In vivo Imaging of the Human Retinal Pigment Epithelium Cell Mosaic using Short-wavelength Autofluorescence and achromatizing lenses

Alfredo Dubra1,2, Drew Scoles3 and Yusufu Sulai4

1 Ophthalmology, Medical College of Wisconsin, Milwaukee, WI
2 Biophysics, Medical College of Wisconsin, Milwaukee, WI
3 Biomedical Engineering, University of Rochester, Rochester, NY
4 The Institute of Optics, University of Rochester, Rochester, NY

Commercial Relationships: Alfredo Dubra, US Patent No: 8,226,236 (P); Drew Scoles, None; Yusufu Sulai, None

Support: None

Abstract

Purpose:Although adaptive optics (AO) imaging of the human retinal pigment epithelium (RPE) cell mosaic using intrinsic fluorescence has been recently demonstrated, it remains difficult to perform. This is mostly due to light safety limitations, the presence of longitudinal chromatic aberration (LCA) in the eye and more importantly, its variation across individuals. This last point complicates the focusing of the illumination (excitation) and the imaging (emission) channels, as they need to be adjusted for each individual. Here we explore the use of achromatizing lenses to mitigate this problem by compensating for the LCA that would be found in an average eye, thus bringing to closer focus the excitation and emission wavelength ranges.

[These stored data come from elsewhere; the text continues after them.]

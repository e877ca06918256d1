use axum::http::StatusCode;
use axum::response::{IntoResponse, Response};
use axum::Json;
use serde::Serialize;

#[derive(Debug, Serialize)]
pub struct ErrorResponse {
    pub success: bool,
    pub error: String,
    pub code: String,
}

#[derive(Debug, Clone)]
pub struct AppError {
    status: StatusCode,
    code: String,
    message: String,
    is_operational: bool,
}

impl AppError {
    pub fn not_found(message: impl Into<String>) -> Self {
        Self::operational(StatusCode::NOT_FOUND, "NOT_FOUND", message)
    }

    pub fn conflict(message: impl Into<String>) -> Self {
        Self::operational(StatusCode::CONFLICT, "CONFLICT", message)
    }

    pub fn bad_request(message: impl Into<String>) -> Self {
        Self::operational(StatusCode::BAD_REQUEST, "BAD_REQUEST", message)
    }

    pub fn validation(message: impl Into<String>) -> Self {
        Self::operational(StatusCode::BAD_REQUEST, "VALIDATION_ERROR", message)
    }

    pub fn internal(message: impl Into<String>) -> Self {
        Self {
            status: StatusCode::INTERNAL_SERVER_ERROR,
            code: "INTERNAL_ERROR".to_string(),
            message: message.into(),
            is_operational: false,
        }
    }

    fn operational(
        status: StatusCode,
        code: impl Into<String>,
        message: impl Into<String>,
    ) -> Self {
        Self {
            status,
            code: code.into(),
            message: message.into(),
            is_operational: true,
        }
    }
}

impl IntoResponse for AppError {
    fn into_response(self) -> Response {
        let message = if self.is_operational {
            self.message
        } else {
            "Internal server error".to_string()
        };

        let body = ErrorResponse {
            success: false,
            error: message,
            code: self.code,
        };

        (self.status, Json(body)).into_response()
    }
}

pub fn json_error(
    status: StatusCode,
    code: impl Into<String>,
    message: impl Into<String>,
) -> AppError {
    AppError {
        status,
        code: code.into(),
        message: message.into(),
        is_operational: true,
    }
}
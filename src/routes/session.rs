use axum::extract::State;
use axum::response::IntoResponse;
use axum::Json;
use serde::{Deserialize, Serialize};

use crate::core::{ContentTab, ViewState};
use crate::response::AppError;
use crate::routes::transition_error;
use crate::services::gemini::Language;
use crate::state::AppState;

#[derive(Serialize)]
struct SuccessResponse<T> {
    success: bool,
    data: T,
}

#[derive(Debug, Deserialize)]
pub struct NavigateRequest {
    view: ViewState,
}

#[derive(Debug, Deserialize)]
pub struct LanguageRequest {
    language: Language,
}

#[derive(Debug, Deserialize)]
pub struct SearchRequest {
    query: String,
}

#[derive(Debug, Deserialize)]
pub struct TabRequest {
    tab: ContentTab,
}

pub async fn snapshot(State(state): State<AppState>) -> impl IntoResponse {
    let session = state.session();
    let data = session.read().await.snapshot();
    Json(SuccessResponse {
        success: true,
        data,
    })
}

pub async fn navigate(
    State(state): State<AppState>,
    Json(body): Json<NavigateRequest>,
) -> Result<impl IntoResponse, AppError> {
    let session = state.session();
    let mut guard = session.write().await;
    guard.navigate(body.view).map_err(transition_error)?;
    Ok(Json(SuccessResponse {
        success: true,
        data: guard.snapshot(),
    }))
}

pub async fn set_language(
    State(state): State<AppState>,
    Json(body): Json<LanguageRequest>,
) -> impl IntoResponse {
    let session = state.session();
    let mut guard = session.write().await;
    guard.set_language(body.language);
    Json(SuccessResponse {
        success: true,
        data: guard.snapshot(),
    })
}

pub async fn set_search(
    State(state): State<AppState>,
    Json(body): Json<SearchRequest>,
) -> impl IntoResponse {
    let session = state.session();
    let mut guard = session.write().await;
    guard.set_search_query(body.query);
    Json(SuccessResponse {
        success: true,
        data: guard.snapshot(),
    })
}

pub async fn select_tab(
    State(state): State<AppState>,
    Json(body): Json<TabRequest>,
) -> Result<impl IntoResponse, AppError> {
    let session = state.session();
    let mut guard = session.write().await;
    guard.select_tab(body.tab).map_err(transition_error)?;
    Ok(Json(SuccessResponse {
        success: true,
        data: guard.snapshot(),
    }))
}
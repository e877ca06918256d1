use std::net::{IpAddr, Ipv4Addr, SocketAddr};

/// Process-level configuration, read once at startup. The Gemini
/// credential is deliberately not read here: the generation client
/// resolves it at construction and fails at request time when it is
/// missing, so startup never blocks on it.
#[derive(Debug, Clone)]
pub struct Config {
    pub host: IpAddr,
    pub port: u16,
    pub log_level: String,
}

impl Config {
    pub fn from_env() -> Self {
        let host = std::env::var("HOST")
            .ok()
            .and_then(|value| value.parse::<IpAddr>().ok())
            .unwrap_or(IpAddr::V4(Ipv4Addr::UNSPECIFIED));

        let port = std::env::var("PORT")
            .ok()
            .and_then(|value| value.parse::<u16>().ok())
            .unwrap_or(4000);

        let log_level = std::env::var("RUST_LOG").unwrap_or_else(|_| "info".to_string());

        Self {
            host,
            port,
            log_level,
        }
    }

    pub fn bind_addr(&self) -> SocketAddr {
        SocketAddr::new(self.host, self.port)
    }
}
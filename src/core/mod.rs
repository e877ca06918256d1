mod session;

pub use session::{
    ContentRequest, ContentTab, ExportJob, ExportKind, PendingExport, Session, SessionSnapshot,
    SyllabusForm, SyllabusRequest, SyllabusSnapshot, TransitionError, ViewState,
};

Methods:An AO scanning light ophthalmoscope (AOSLO) that allows simultaneous near-infrared (NIR) and visible imaging was modified with achromatizing lenses in the pupil planes of the illumination and imaging paths. Images were recorded in four subjects using a 2° field of view, 30 μW of 850 nm light for wavefront sensing, 92 μW of 790 nm light for reflectance imaging and 60 μW of 560-570 nm light for fluorescence excitation. At each retinal location, the excitation was first brought into focus onto the photoreceptor layer in reflectance, and then shifted towards the RPE. This was followed by simultaneous NIR reflectance and fluorescence imaging during 60-120 seconds using a 2.5 Airy disk confocal aperture and a 625 nm central wavelength (90 nm bandwidth) in the visible channel.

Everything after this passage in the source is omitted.